El discípulo quedó un rato pensativo y a
continuación preguntó nuevamente al maestro:
-
¡Maestro!,
así ¿la aceptación es la llave de la felicidad?
-
Y el sentir
a Dios en ti, porque tú eres parte de Él.
El viejo sabio dio media vuelta y dejó a
su discípulo pensativo con las palabras que acababa de escuchar.
Mientras, el chico se quedó quieto y se
sentó en una piedra del jardín en forma de asiento. Estando allí, reflexionó
sobre las palabras de su tutor y se preguntó: ¿cómo puedo sentir a Dios en mí?
A continuación como si del árbol más cercano viniera, una voz clara y firme le
dijo:
-
Siente el
Amor en ti y abre tu corazón.
El chico quedó en silencio. Cerró los
ojos y dejó pasar el tiempo.
Por allí volvió a pasar nuevamente su
maestro, viendo como unas lágrimas se deslizaban por la cara de su discípulo.
Por la tarde, se volvieron a encontrar y
el maestro le preguntó:
-
¿Has
sentido a Dios en ti?
-
Maestro,
después de separarnos me he puesto a reflexionar sobre lo que me has comentado,
y haciéndolo, he sentido una voz que me decía que sintiera a Dios dentro de mí.
He cerrado los ojos y he abierto el corazón, sintiendo entonces, el amor más
puro, fuerte e incondicional nunca sentido. He visto una luz que me abrazaba y
he sentido tanta ternura, protección, estimación, que me he puesto a llorar.
Esta Luz me decía que ella era yo y que nunca he estado solo. No podía dejar de
llorar, pero un lloro de amor y alegría, no de tristeza. (Después de un silencio,
el chico continuó emocionado hablando al maestro): Yo no era yo. Yo era Dios.

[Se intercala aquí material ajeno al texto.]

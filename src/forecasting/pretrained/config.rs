//! Configuration of the pretrained-model adapter.
//!
//! The adapter configuration is plain serde data. Model configuration and
//! training arguments are typed structs that keep unknown keys in a
//! flattened map, so user overrides can be merged key-by-key over the
//! pretrained values.

use crate::error::{EstimatorError, Result};
use crate::utils::Metric;
use serde::{Deserialize, Serialize};
use serde_json::{Map, Value};
use std::fmt;
use std::str::FromStr;

/// How much of the pretrained model is trained in `fit`.
#[derive(Debug, Clone, Copy, PartialEq, Eq, Default)]
pub enum FitStrategy {
    /// Train only parameters reinitialised because of shape mismatches;
    /// skip training when there are none.
    #[default]
    Minimal,
    /// Train every parameter.
    Full,
}

impl FitStrategy {
    pub fn as_str(&self) -> &'static str {
        match self {
            FitStrategy::Minimal => "minimal",
            FitStrategy::Full => "full",
        }
    }
}

impl FromStr for FitStrategy {
    type Err = EstimatorError;

    fn from_str(s: &str) -> Result<Self> {
        match s {
            "minimal" => Ok(FitStrategy::Minimal),
            "full" => Ok(FitStrategy::Full),
            other => Err(EstimatorError::UnknownFitStrategy(other.to_string())),
        }
    }
}

impl fmt::Display for FitStrategy {
    fn fmt(&self, f: &mut fmt::Formatter<'_>) -> fmt::Result {
        f.write_str(self.as_str())
    }
}

/// Configuration of [`super::PretrainedForecaster`].
#[derive(Debug, Clone, PartialEq, Serialize, Deserialize)]
pub struct PretrainedForecasterConfig {
    /// Location of the pretrained model, resolved by the model hub.
    pub model_path: String,

    /// `"minimal"` or `"full"`; parsed in fit.
    #[serde(default = "default_fit_strategy")]
    pub fit_strategy: String,

    /// Fraction of the series held out for evaluation; `None` trains on all.
    #[serde(default = "default_validation_split")]
    pub validation_split: Option<f64>,

    /// Model configuration overrides.
    #[serde(default)]
    pub config: Map<String, Value>,

    /// Training argument overrides.
    #[serde(default)]
    pub training_args: Map<String, Value>,

    /// Metrics computed on the evaluation windows after training.
    #[serde(default)]
    pub compute_metrics: Vec<Metric>,

    /// Seed generation with a fixed seed.
    #[serde(default)]
    pub deterministic: bool,
}

fn default_fit_strategy() -> String {
    FitStrategy::Minimal.as_str().to_string()
}

fn default_validation_split() -> Option<f64> {
    Some(0.2)
}

impl PretrainedForecasterConfig {
    pub fn new(model_path: impl Into<String>) -> Self {
        Self {
            model_path: model_path.into(),
            fit_strategy: default_fit_strategy(),
            validation_split: default_validation_split(),
            config: Map::new(),
            training_args: Map::new(),
            compute_metrics: Vec::new(),
            deterministic: false,
        }
    }

    /// Parse from a JSON document.
    pub fn from_json(json: &str) -> Result<Self> {
        Ok(serde_json::from_str(json)?)
    }

    pub fn with_fit_strategy(mut self, strategy: impl Into<String>) -> Self {
        self.fit_strategy = strategy.into();
        self
    }

    pub fn with_validation_split(mut self, split: Option<f64>) -> Self {
        self.validation_split = split;
        self
    }

    /// Override one model configuration key.
    pub fn with_config(mut self, key: impl Into<String>, value: Value) -> Self {
        self.config.insert(key.into(), value);
        self
    }

    /// Override one training argument.
    pub fn with_training_arg(mut self, key: impl Into<String>, value: Value) -> Self {
        self.training_args.insert(key.into(), value);
        self
    }

    pub fn with_metrics(mut self, metrics: Vec<Metric>) -> Self {
        self.compute_metrics = metrics;
        self
    }

    pub fn with_deterministic(mut self, deterministic: bool) -> Self {
        self.deterministic = deterministic;
        self
    }

    /// Validate values that are not checked by deserialisation.
    pub fn validate(&self) -> Result<FitStrategy> {
        let strategy: FitStrategy = self.fit_strategy.parse()?;
        if let Some(split) = self.validation_split {
            if !(0.0..1.0).contains(&split) {
                return Err(EstimatorError::InvalidParameter(format!(
                    "validation_split must be in [0, 1), got {split}"
                )));
            }
        }
        Ok(strategy)
    }
}

/// Configuration of a pretrained forecasting model.
#[derive(Debug, Clone, PartialEq, Serialize, Deserialize)]
pub struct ModelConfig {
    /// Model class names; the first one is instantiated.
    #[serde(default)]
    pub architectures: Vec<String>,

    pub context_length: usize,

    pub prediction_length: usize,

    /// Lagged positions used as extra inputs.
    #[serde(default)]
    pub lags_sequence: Vec<usize>,

    #[serde(default)]
    pub num_dynamic_real_features: usize,

    #[serde(default)]
    pub num_static_real_features: usize,

    #[serde(default)]
    pub num_static_categorical_features: usize,

    #[serde(default)]
    pub num_time_features: usize,

    /// Derived input width; dropped before reloading so the model
    /// recomputes it.
    #[serde(default, skip_serializing_if = "Option::is_none")]
    pub feature_size: Option<usize>,

    /// Any other key.
    #[serde(flatten)]
    pub extra: Map<String, Value>,
}

impl ModelConfig {
    pub fn new(context_length: usize, prediction_length: usize, lags_sequence: Vec<usize>) -> Self {
        Self {
            architectures: Vec::new(),
            context_length,
            prediction_length,
            lags_sequence,
            num_dynamic_real_features: 0,
            num_static_real_features: 0,
            num_static_categorical_features: 0,
            num_time_features: 0,
            feature_size: None,
            extra: Map::new(),
        }
    }

    /// Parse from a JSON document.
    pub fn from_json(json: &str) -> Result<Self> {
        Ok(serde_json::from_str(json)?)
    }

    pub fn max_lag(&self) -> usize {
        self.lags_sequence.iter().copied().max().unwrap_or(0)
    }

    /// History length fed to the model: `context_length + max(lags_sequence)`.
    pub fn window_length(&self) -> usize {
        self.context_length + self.max_lag()
    }

    /// Copy with `overrides` applied key-by-key.
    pub fn merged(&self, overrides: &Map<String, Value>) -> Result<ModelConfig> {
        let mut map = match serde_json::to_value(self)? {
            Value::Object(map) => map,
            _ => {
                return Err(EstimatorError::Config(
                    "model configuration must serialise to an object".to_string(),
                ))
            }
        };
        for (key, value) in overrides {
            map.insert(key.clone(), value.clone());
        }
        let merged: ModelConfig = serde_json::from_value(Value::Object(map))?;
        if merged.prediction_length == 0 {
            return Err(EstimatorError::InvalidParameter(
                "prediction_length must be positive".to_string(),
            ));
        }
        Ok(merged)
    }

    /// Configure the model inputs for `num_exogenous` dynamic features and
    /// no static or time features.
    pub fn for_exogenous(mut self, num_exogenous: usize) -> Self {
        self.num_dynamic_real_features = num_exogenous;
        self.num_static_real_features = 0;
        self.num_static_categorical_features = 0;
        self.num_time_features = 0;
        self.feature_size = None;
        self.extra.remove("feature_size");
        self
    }
}

/// Arguments passed to a [`super::Trainer`].
#[derive(Debug, Clone, PartialEq, Serialize, Deserialize)]
pub struct TrainingArguments {
    #[serde(default)]
    pub output_dir: Option<String>,

    #[serde(default = "default_epochs")]
    pub num_train_epochs: f64,

    #[serde(default = "default_batch_size")]
    pub per_device_train_batch_size: usize,

    #[serde(default = "default_learning_rate")]
    pub learning_rate: f64,

    #[serde(default = "default_seed")]
    pub seed: u64,

    /// Trainer-specific keys.
    #[serde(flatten)]
    pub extra: Map<String, Value>,
}

fn default_epochs() -> f64 {
    3.0
}

fn default_batch_size() -> usize {
    8
}

fn default_learning_rate() -> f64 {
    5e-5
}

fn default_seed() -> u64 {
    42
}

impl Default for TrainingArguments {
    fn default() -> Self {
        Self {
            output_dir: None,
            num_train_epochs: default_epochs(),
            per_device_train_batch_size: default_batch_size(),
            learning_rate: default_learning_rate(),
            seed: default_seed(),
            extra: Map::new(),
        }
    }
}

impl TrainingArguments {
    /// Build from user overrides over the defaults.
    pub fn from_map(overrides: &Map<String, Value>) -> Result<Self> {
        Ok(serde_json::from_value(Value::Object(overrides.clone()))?)
    }
}
//! Utility functions shared by estimators.

pub mod metrics;
pub mod optimization;
pub mod regression;
pub mod validation;

pub use metrics::{compute_metrics, mae, mape, mse, rmse, smape, Metric};
pub use optimization::{golden_section, GoldenSectionConfig};
pub use regression::{polyfit, Polynomial};
pub use validation::{check_equal_time_index, check_horizon_out_of_sample, check_no_missing_values};
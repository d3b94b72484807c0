//! Polynomial trend forecasting.

use crate::base::{FitState, ForecastContext, Forecaster, ForecasterCapabilities};
use crate::core::{ForecastingHorizon, TimePoint, TimeSeries};
use crate::error::{EstimatorError, Result};
use crate::utils::{check_horizon_out_of_sample, check_no_missing_values, polyfit, Polynomial};

#[derive(Debug, Clone)]
struct TrendFit {
    context: ForecastContext,
    polynomial: Polynomial,
    /// Positions are divided by this before evaluating the polynomial.
    scale: f64,
}

/// Forecasts by extrapolating a least-squares polynomial in time.
///
/// Time is the position of an observation in the training series, so the
/// first observation sits at 0 and step `h` at `n - 1 + h`.
#[derive(Debug, Clone)]
pub struct PolynomialTrendForecaster {
    degree: usize,
    with_intercept: bool,
    state: FitState<TrendFit>,
}

impl Default for PolynomialTrendForecaster {
    fn default() -> Self {
        Self::new()
    }
}

impl PolynomialTrendForecaster {
    /// Linear trend with intercept.
    pub fn new() -> Self {
        Self {
            degree: 1,
            with_intercept: true,
            state: FitState::Unfitted,
        }
    }

    pub fn with_degree(mut self, degree: usize) -> Self {
        self.degree = degree;
        self
    }

    pub fn with_intercept(mut self, with_intercept: bool) -> Self {
        self.with_intercept = with_intercept;
        self
    }

    pub fn degree(&self) -> usize {
        self.degree
    }

    /// Coefficients in increasing power of the time position.
    pub fn coefficients(&self) -> Option<Vec<f64>> {
        let fit = self.state.as_option()?;
        let first_power = if self.with_intercept { 0 } else { 1 };
        Some(
            fit.polynomial
                .coefficients()
                .iter()
                .enumerate()
                .map(|(i, c)| c / fit.scale.powi((i + first_power) as i32))
                .collect(),
        )
    }

    fn estimate(&self, context: ForecastContext) -> Result<TrendFit> {
        let y = &context.y;
        if y.dimensions() != 1 {
            return Err(EstimatorError::DimensionMismatch {
                expected: 1,
                got: y.dimensions(),
            });
        }
        check_no_missing_values(y)?;
        let n = y.len();
        let scale = n.saturating_sub(1).max(1) as f64;
        let positions: Vec<f64> = (0..n).map(|i| i as f64 / scale).collect();
        let polynomial = polyfit(&positions, y.primary_values(), self.degree, self.with_intercept)?;
        Ok(TrendFit {
            context,
            polynomial,
            scale,
        })
    }
}

impl Forecaster for PolynomialTrendForecaster {
    fn fit(
        &mut self,
        y: &TimeSeries,
        x: Option<&TimeSeries>,
        fh: Option<&ForecastingHorizon>,
    ) -> Result<()> {
        let fitted = self.estimate(ForecastContext::new(y, x, fh)?)?;
        self.state.set(fitted);
        Ok(())
    }

    fn predict(
        &self,
        fh: Option<&ForecastingHorizon>,
        _x: Option<&TimeSeries>,
    ) -> Result<TimeSeries> {
        let fitted = self.state.get()?;
        let fh = fitted.context.resolve_fh(fh)?;
        check_horizon_out_of_sample(fh, self.name())?;

        let last = (fitted.context.y.len() - 1) as f64;
        let values: Vec<f64> = (1..=fh.max_step())
            .map(|h| fitted.polynomial.evaluate((last + h as f64) / fitted.scale))
            .collect();
        fitted.context.select_horizon(fh, &values)
    }

    fn update(&mut self, y: &TimeSeries, x: Option<&TimeSeries>) -> Result<()> {
        let mut context = self.state.get()?.context.clone();
        context.extend(y, x)?;
        let fitted = self.estimate(context)?;
        self.state.set(fitted);
        Ok(())
    }

    fn capabilities(&self) -> ForecasterCapabilities {
        ForecasterCapabilities {
            update: true,
            ..Default::default()
        }
    }

    fn cutoff(&self) -> Option<TimePoint> {
        self.state.as_option().and_then(|f| f.context.y.cutoff())
    }

    fn name(&self) -> &str {
        "PolynomialTrendForecaster"
    }
}

#[cfg(test)]
mod tests {
    use super::*;
    use crate::core::TimeIndex;
    use approx::assert_relative_eq;

    #[test]
    fn linear_trend_is_extrapolated() {
        let y = TimeSeries::from_values((0..10).map(|t| 4.0 + 1.5 * t as f64).collect());
        let mut model = PolynomialTrendForecaster::new();
        model.fit(&y, None, None).unwrap();

        let coefs = model.coefficients().unwrap();
        assert_relative_eq!(coefs[0], 4.0, epsilon = 1e-9);
        assert_relative_eq!(coefs[1], 1.5, epsilon = 1e-9);

        let fh = ForecastingHorizon::new(vec![1, 5]).unwrap();
        let pred = model.predict(Some(&fh), None).unwrap();
        assert_eq!(pred.index(), &TimeIndex::Integer(vec![10, 14]));
        assert_relative_eq!(pred.primary_values()[0], 19.0, epsilon = 1e-9);
        assert_relative_eq!(pred.primary_values()[1], 25.0, epsilon = 1e-9);
    }

    #[test]
    fn quadratic_trend() {
        let y = TimeSeries::from_values((0..12).map(|t| (t * t) as f64 - 3.0 * t as f64).collect());
        let mut model = PolynomialTrendForecaster::new().with_degree(2);
        let fh = ForecastingHorizon::up_to(2).unwrap();
        model.fit(&y, None, Some(&fh)).unwrap();
        let pred = model.predict(None, None).unwrap();
        assert_relative_eq!(pred.primary_values()[0], 144.0 - 36.0, epsilon = 1e-6);
        assert_relative_eq!(pred.primary_values()[1], 169.0 - 39.0, epsilon = 1e-6);
    }

    #[test]
    fn trend_without_intercept_passes_through_origin() {
        let y = TimeSeries::from_values(vec![0.0, 2.0, 4.0, 6.0]);
        let mut model = PolynomialTrendForecaster::new().with_intercept(false);
        model.fit(&y, None, None).unwrap();
        assert_eq!(model.coefficients().unwrap().len(), 1);
        let fh = ForecastingHorizon::up_to(1).unwrap();
        assert_relative_eq!(
            model.predict(Some(&fh), None).unwrap().primary_values()[0],
            8.0,
            epsilon = 1e-9
        );
    }

    #[test]
    fn update_extends_the_fit() {
        let mut model = PolynomialTrendForecaster::new();
        model
            .fit(&TimeSeries::from_values(vec![1.0, 2.0, 3.0]), None, None)
            .unwrap();
        let new = TimeSeries::new(TimeIndex::range_from(3, 2), vec![vec![4.0, 5.0]]).unwrap();
        model.update(&new, None).unwrap();
        assert_eq!(model.cutoff(), Some(TimePoint::Integer(4)));
        let fh = ForecastingHorizon::up_to(1).unwrap();
        assert_relative_eq!(
            model.predict(Some(&fh), None).unwrap().primary_values()[0],
            6.0,
            epsilon = 1e-9
        );
    }

    #[test]
    fn too_short_for_degree_fails() {
        let y = TimeSeries::from_values(vec![1.0, 2.0]);
        assert!(matches!(
            PolynomialTrendForecaster::new().with_degree(2).fit(&y, None, None),
            Err(EstimatorError::InsufficientData { needed: 3, got: 2 })
        ));
    }
}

Sentía su fuerza, su paz y una comprensión ilimitada de todo lo creado. Yo era
mucho más que lo que parezco ser. No sé cómo decirlo, maestro, pero era
inmenso, poderoso, y una Luz serena, amorosa en su estado más puro.
-
¿Qué has
aprendido de esta experiencia?
-
Que yo no
soy yo y todo está en su perfecto lugar – le respondió el discípulo.
-
¿Y qué me
dirías de tu vida? – preguntó el maestro.
-
Yo soy la
vida eterna en perfecta armonía según la Voluntad Divina.
El maestro sonrió y le dijo:
- Hijo, has abierto tu corazón y has
sentido a Dios en ti. Que tus pasos recuerden que cada paso dado te llevará a
ti, vivas lo que vivas.
Y dejó al chico solo. El joven le hizo
una sonrisa, dio media vuelta y se marchó contento, sabiendo que lo que había
pasado le había regalado una nueva vida a partir de ahora.
El maestro se giró y vio una gran luz
radiante rodeando al chico lleno de vitalidad, alegría y con ansias de
aprender. Seres amorosos le rodeaban en su caminar alegre y juguetón.